← Back to context

Comment by bunderbunder

12 days ago

I used to love mocks, once upon a time. Nowadays, though, I internally sigh when I see them.

I've come to the opinion that test doubles of any kind should be used as a last resort. They're a very useful tool for hacking testability into legacy code that's not particularly testable. But in a newer codebase they should be treated as a code smell. Code that needs mocks to be tested tends to be code that is overly stateful (read: temporally coupled), or that doesn't obey the Law of Demeter, or that does a poor job of pushing I/O to the edge where it belongs. And those are all design elements that make code brittle in ways that mocking can't actually fix; it can only sweep it under the carpet.

At some point, you need to interact with something that looks like I/O or an external service. Not handling failures from them is a source of a lot of bugs.
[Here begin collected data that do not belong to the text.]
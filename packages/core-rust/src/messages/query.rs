//! Query domain message types for subscription lifecycle and responses.
//!
//! These types correspond to the TypeScript Zod schemas in
//! `packages/core/src/schemas/query-schemas.ts`. All structs use
//! `#[serde(rename_all = "camelCase")]` to produce wire-compatible
//! `MsgPack` output via `rmp_serde::to_vec_named()`.

use serde::{Deserialize, Serialize};

use super::base::Query;

// ---------------------------------------------------------------------------
// Enums
// ---------------------------------------------------------------------------

/// Status of a query cursor.
///
/// Maps to `CursorStatusSchema` in `query-schemas.ts`.
/// Lowercase variant names match the TS enum values exactly.
#[derive(Debug, Clone, PartialEq, Eq, Hash, Serialize, Deserialize)]
#[serde(rename_all = "lowercase")]
pub enum CursorStatus {
    /// Cursor is valid and can be used for pagination.
    Valid,
    /// Cursor has expired and must be re-created.
    Expired,
    /// Cursor is invalid (e.g., malformed).
    Invalid,
    /// No cursor available.
    None,
}

// ---------------------------------------------------------------------------
// Query subscription messages
// ---------------------------------------------------------------------------

/// Payload for a query subscription request.
///
/// Maps to the `payload` of `QuerySubMessageSchema` in `query-schemas.ts`.
#[derive(Debug, Clone, PartialEq, Serialize, Deserialize)]
#[serde(rename_all = "camelCase")]
pub struct QuerySubPayload {
    /// Unique identifier for this subscription.
    pub query_id: String,
    /// Name of the map to query.
    pub map_name: String,
    /// The query parameters (filter, sort, pagination).
    pub query: Query,
}

/// Query subscription request message.
///
/// Maps to `QuerySubMessageSchema` in `query-schemas.ts`.
/// Uses payload wrapper pattern.
#[derive(Debug, Clone, PartialEq, Serialize, Deserialize)]
#[serde(rename_all = "camelCase")]
pub struct QuerySubMessage {
    /// The subscription payload.
    pub payload: QuerySubPayload,
}

/// Payload for a query unsubscription request.
///
/// Maps to the `payload` of `QueryUnsubMessageSchema` in `query-schemas.ts`.
#[derive(Debug, Clone, PartialEq, Eq, Serialize, Deserialize)]
#[serde(rename_all = "camelCase")]
pub struct QueryUnsubPayload {
    /// Unique identifier of the subscription to cancel.
    pub query_id: String,
}

/// Query unsubscription request message.
///
/// Maps to `QueryUnsubMessageSchema` in `query-schemas.ts`.
/// Uses payload wrapper pattern.
#[derive(Debug, Clone, PartialEq, Eq, Serialize, Deserialize)]
#[serde(rename_all = "camelCase")]
pub struct QueryUnsubMessage {
    /// The unsubscription payload.
    pub payload: QueryUnsubPayload,
}

// ---------------------------------------------------------------------------
// Query response messages
// ---------------------------------------------------------------------------

/// A single key-value entry in a query response result set.
///
/// Inline type in `QueryRespPayloadSchema` results array.
#[derive(Debug, Clone, PartialEq, Serialize, Deserialize)]
#[serde(rename_all = "camelCase")]
pub struct QueryResultEntry {
    /// The key of the matching record.
    pub key: String,
    /// The record value (dynamic type).
    pub value: rmpv::Value,
}

/// Payload for a query response message.
///
/// Maps to `QueryRespPayloadSchema` in `query-schemas.ts`.
#[derive(Debug, Clone, PartialEq, Serialize, Deserialize)]
#[serde(rename_all = "camelCase")]
pub struct QueryRespPayload {
    /// Identifier of the subscription this response is for.
    pub query_id: String,
    /// The matching records.
    pub results: Vec<QueryResultEntry>,
    /// Optional cursor for fetching the next page.
    #[serde(skip_serializing_if = "Option::is_none", default)]
    pub next_cursor: Option<String>,
    /// Optional flag indicating whether more results are available.
    #[serde(skip_serializing_if = "Option::is_none", default)]
    pub has_more: Option<bool>,
    /// Optional status of the cursor.
    #[serde(skip_serializing_if = "Option::is_none", default)]
    pub cursor_status: Option<CursorStatus>,
}

/// Query response message containing matching records.
///
/// Maps to `QueryRespMessageSchema` in `query-schemas.ts`.
/// Uses payload wrapper pattern.
#[derive(Debug, Clone, PartialEq, Serialize, Deserialize)]
#[serde(rename_all = "camelCase")]
pub struct QueryRespMessage {
    /// The query response payload.
    pub payload: QueryRespPayload,
}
Even if pushed to the periphery, how do you test the wrapper you built to hide these failures from the rest of your code base? If you don’t hide these failures in some wrapper, how do you test that your system handles them properly?

I think the answer, like most things, is "it depends". Specifically it depends on the complexity of the thing you're mocking. Mocking a database is a bad idea because there's a ton of complexity incumbent in Postgres that your mocks are masking, so a test that mocks a database isn't actually giving you much confidence that your thing works, but if your interface is a "FooStore" (even one that is backed by a database), you can probably mock that just fine so long as your concrete implementation has "unit tests" with the database in the loop.

Additionally, mocking/faking is often the only way to simulate error conditions. If you are testing a client that calls to a remote service, you will have to handle I/O errors or unexpected responses, and that requires mocking or faking the remote service (or rather, the client side transport stack).

But yeah, I definitely think mocks should be used judiciously, and I _really_ think monkeypatch-based mocking is a travesty (one of the best parts about testing is that it pushes you toward writing maintainable, composable code, and monkey patching removes that incentive--it's also just a lot harder to do correctly).

fully agree with you, mock is a shoehorn to fit unit tests into stateful monoliths with messed up dependencies that cross several stacks and reused in multiple modules.

with better separation of concerns and separation of compute from IO one should not need mocks.

only unit tests + integration e2e tests

Seconded. I shudder when I think back to the "test driven development" days when I wrote so much throwaway test code. Later, you try to refactor the app and it's another 50% of effort to update all the tests. The solution is to avoid it in the way you described.